If you believe there is anything new under the sun in the world of the paranormal you are decidedly wrong! The events of today are part of an ongoing list of unexplainable phenomena that have their own uncanny parallels going back a century or more, which becomes apparent when one studies the existing records from that era. There are hundreds of photos of UFOs and their occupants now (some authentic, others undoubtedly hoaxed), while from earlier times we have albums filled with spirit photos as well as unidentified orbs circling around a darkened room. Ghosts have haunted many a stately mansion.

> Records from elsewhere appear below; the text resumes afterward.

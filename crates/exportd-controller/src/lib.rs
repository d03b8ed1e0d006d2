//! Common reconciler for the exportd control plane.
//!
//! Owns the user-facing NfsExport lifecycle: bidirectional binding to
//! NfsExportContent, finalizer-based deletion ordering, class defaulting,
//! source-PVC protection and status mirroring. The driver-facing side lives
//! in `exportd-sidecar`; the two communicate only through object fields and
//! annotations.

pub mod controller;
pub mod runner;
//! Stateless admission rules for the three resource kinds.
//!
//! Used twice: by the admission webhook to reject bad writes, and by the
//! common controller in read-only mode to maintain the `invalid-*` labels when
//! the webhook is not deployed. Do NOT rely on these functions to fully
//! validate objects; they only enforce the rules the CRD schema cannot.

use crate::crd::{NfsExport, NfsExportClass, NfsExportContent};

/// Strict structural rules for an NfsExport.
pub fn validate_export(export: &NfsExport) -> Result<(), String> {
    if let Some(class) = &export.spec.class_name {
        if class.is_empty() {
            return Err("spec.className must not be the empty string".into());
        }
    }
    Ok(())
}

/// Strict structural rules for an NfsExportContent.
pub fn validate_content(content: &NfsExportContent) -> Result<(), String> {
    let export_ref = &content.spec.export_ref;
    if export_ref.name.is_empty() || export_ref.namespace.is_empty() {
        return Err(format!(
            "both spec.exportRef.name = {:?} and spec.exportRef.namespace = {:?} must be set",
            export_ref.name, export_ref.namespace
        ));
    }
    Ok(())
}

/// Immutable-field rules for an NfsExport update.
pub fn check_export_immutable_fields(
    export: &NfsExport,
    old_export: &NfsExport,
) -> Result<(), String> {
    let source = &export.spec.source;
    let old_source = &old_export.spec.source;

    if source.source_claim != old_source.source_claim {
        return Err(format!(
            "spec.source.sourceClaim is immutable but was changed from {:?} to {:?}",
            old_source.source_claim, source.source_claim
        ));
    }
    if source.adopt_content_name != old_source.adopt_content_name {
        return Err(format!(
            "spec.source.adoptContentName is immutable but was changed from {:?} to {:?}",
            old_source.adopt_content_name, source.adopt_content_name
        ));
    }
    Ok(())
}

/// Immutable-field rules for an NfsExportContent update.
pub fn check_content_immutable_fields(
    content: &NfsExportContent,
    old_content: &NfsExportContent,
    prevent_volume_mode_conversion: bool,
) -> Result<(), String> {
    let source = &content.spec.source;
    let old_source = &old_content.spec.source;

    if source.volume_handle != old_source.volume_handle {
        return Err(format!(
            "spec.source.volumeHandle is immutable but was changed from {:?} to {:?}",
            old_source.volume_handle, source.volume_handle
        ));
    }
    if source.export_handle != old_source.export_handle {
        return Err(format!(
            "spec.source.exportHandle is immutable but was changed from {:?} to {:?}",
            old_source.export_handle, source.export_handle
        ));
    }
    if prevent_volume_mode_conversion
        && content.spec.source_volume_mode != old_content.spec.source_volume_mode
    {
        return Err(format!(
            "spec.sourceVolumeMode is immutable but was changed from {:?} to {:?}",
            old_content.spec.source_volume_mode, content.spec.source_volume_mode
        ));
    }
    Ok(())
}

/// Full admission decision for an NfsExport.
pub fn decide_export(
    export: &NfsExport,
    old_export: Option<&NfsExport>,
    is_update: bool,
) -> Result<(), String> {
    if is_update {
        let old_export = old_export.ok_or("old NfsExport is missing on update")?;
        check_export_immutable_fields(export, old_export)?;
    }
    validate_export(export)
}

/// Full admission decision for an NfsExportContent.
pub fn decide_content(
    content: &NfsExportContent,
    old_content: Option<&NfsExportContent>,
    is_update: bool,
    prevent_volume_mode_conversion: bool,
) -> Result<(), String> {
    if is_update {
        let old_content = old_content.ok_or("old NfsExportContent is missing on update")?;
        check_content_immutable_fields(content, old_content, prevent_volume_mode_conversion)?;
    }
    validate_content(content)
}

/// Admission decision for an NfsExportClass against the currently existing
/// classes.
///
/// Rejects a write that would leave two default classes for one driver. An
/// update that keeps an already-default class default for the same driver is
/// allowed (no-op).
pub fn decide_class(
    class: &NfsExportClass,
    old_class: Option<&NfsExportClass>,
    existing: &[NfsExportClass],
) -> Result<(), String> {
    if !class.is_default() {
        return Ok(());
    }

    // The old object was already validated when it became default.
    if let Some(old_class) = old_class {
        if old_class.is_default() && old_class.spec.driver == class.spec.driver {
            return Ok(());
        }
    }

    let own_name = class.metadata.name.as_deref().unwrap_or_default();
    for candidate in existing {
        if !candidate.is_default() || candidate.spec.driver != class.spec.driver {
            continue;
        }
        if candidate.metadata.name.as_deref() == Some(own_name) {
            continue;
        }
        return Err(format!(
            "default export class {} already exists for driver {}",
            candidate.metadata.name.as_deref().unwrap_or_default(),
            class.spec.driver
        ));
    }
    Ok(())
}

#[cfg(test)]
mod tests {
    use super::*;
    use crate::crd::{
        ContentSource, DeletionPolicy, ExportRef, NfsExportClassSpec, NfsExportContentSpec,
        NfsExportSource, NfsExportSpec,
    };
    use crate::keys;
    use std::collections::BTreeMap;

    fn export(class_name: Option<&str>) -> NfsExport {
        NfsExport::new(
            "e1",
            NfsExportSpec {
                source: NfsExportSource {
                    source_claim: Some("pvc".into()),
                    adopt_content_name: None,
                },
                class_name: class_name.map(String::from),
            },
        )
    }

    fn content(volume_handle: Option<&str>, export_handle: Option<&str>) -> NfsExportContent {
        NfsExportContent::new(
            "c1",
            NfsExportContentSpec {
                export_ref: ExportRef {
                    name: "e1".into(),
                    namespace: "ns".into(),
                    uid: String::new(),
                },
                deletion_policy: DeletionPolicy::Delete,
                driver: "nfs.example.com".into(),
                class_name: None,
                source: ContentSource {
                    volume_handle: volume_handle.map(String::from),
                    export_handle: export_handle.map(String::from),
                },
                source_volume_mode: None,
            },
        )
    }

    fn class(name: &str, driver: &str, default: bool) -> NfsExportClass {
        let mut c = NfsExportClass::new(
            name,
            NfsExportClassSpec {
                driver: driver.into(),
                parameters: BTreeMap::new(),
                deletion_policy: DeletionPolicy::Delete,
            },
        );
        if default {
            let mut annotations = BTreeMap::new();
            annotations.insert(keys::ANN_IS_DEFAULT_CLASS.to_string(), "true".to_string());
            c.metadata.annotations = Some(annotations);
        }
        c
    }

    #[test]
    fn empty_class_name_is_rejected_absent_is_fine() {
        assert!(validate_export(&export(None)).is_ok());
        assert!(validate_export(&export(Some("gold"))).is_ok());
        let err = validate_export(&export(Some(""))).unwrap_err();
        assert!(err.contains("must not be the empty string"));
    }

    #[test]
    fn content_requires_export_ref_identity() {
        assert!(validate_content(&content(Some("v1"), None)).is_ok());

        let mut bad = content(Some("v1"), None);
        bad.spec.export_ref.namespace = String::new();
        assert!(validate_content(&bad).is_err());
    }

    #[test]
    fn export_source_is_immutable() {
        let old_export = export(None);
        let mut changed = export(None);
        changed.spec.source.source_claim = Some("other-pvc".into());
        let err = check_export_immutable_fields(&changed, &old_export).unwrap_err();
        assert!(err.contains("sourceClaim is immutable"));

        assert!(decide_export(&changed, Some(&old_export), true).is_err());
        // CREATE does not check immutability.
        assert!(decide_export(&changed, None, false).is_ok());
    }

    #[test]
    fn content_source_is_immutable() {
        let old_content = content(Some("v1"), None);
        let mut changed = content(Some("v2"), None);
        assert!(check_content_immutable_fields(&changed, &old_content, false).is_err());

        changed = content(Some("v1"), None);
        changed.spec.source_volume_mode = Some("Block".into());
        // Only enforced behind the flag.
        assert!(check_content_immutable_fields(&changed, &old_content, false).is_ok());
        assert!(check_content_immutable_fields(&changed, &old_content, true).is_err());
    }

    #[test]
    fn second_default_class_for_driver_is_rejected() {
        let existing = vec![class("gold", "driver-a", true), class("slow", "driver-b", true)];

        let fresh = class("gold2", "driver-a", true);
        let err = decide_class(&fresh, None, &existing).unwrap_err();
        assert!(err.contains("already exists for driver"));

        // A default for a different driver is fine.
        let other = class("fast", "driver-c", true);
        assert!(decide_class(&other, None, &existing).is_ok());

        // Non-default writes are never checked.
        let plain = class("plain", "driver-a", false);
        assert!(decide_class(&plain, None, &existing).is_ok());
    }

    #[test]
    fn same_driver_default_noop_update_is_allowed() {
        let existing = vec![class("gold", "driver-a", true)];
        let updated = class("gold", "driver-a", true);
        let old_class = class("gold", "driver-a", true);
        assert!(decide_class(&updated, Some(&old_class), &existing).is_ok());

        // Changing driver while keeping default re-triggers the check.
        let moved = class("gold", "driver-b", true);
        let existing_b = vec![class("other", "driver-b", true)];
        assert!(decide_class(&moved, Some(&old_class), &existing_b).is_err());
    }
}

Today, you can watch “Ghost Hunters” on cable television. There are numerous publications espousing a belief in the afterlife. The internet is filled with all sorts of “fringe” websites. Remote viewing is extremely popular, as is channeling, while in “those days” floating trumpets and slate writing were part of just about every séance. Believers and disbelievers were all over the place. Today, we have Uri Geller and the Amazing Randi fighting it out in court, exactly as Houdini and the great Sir Arthur Conan Doyle did on a bit more civil level in front of large audiences on both sides of the Atlantic.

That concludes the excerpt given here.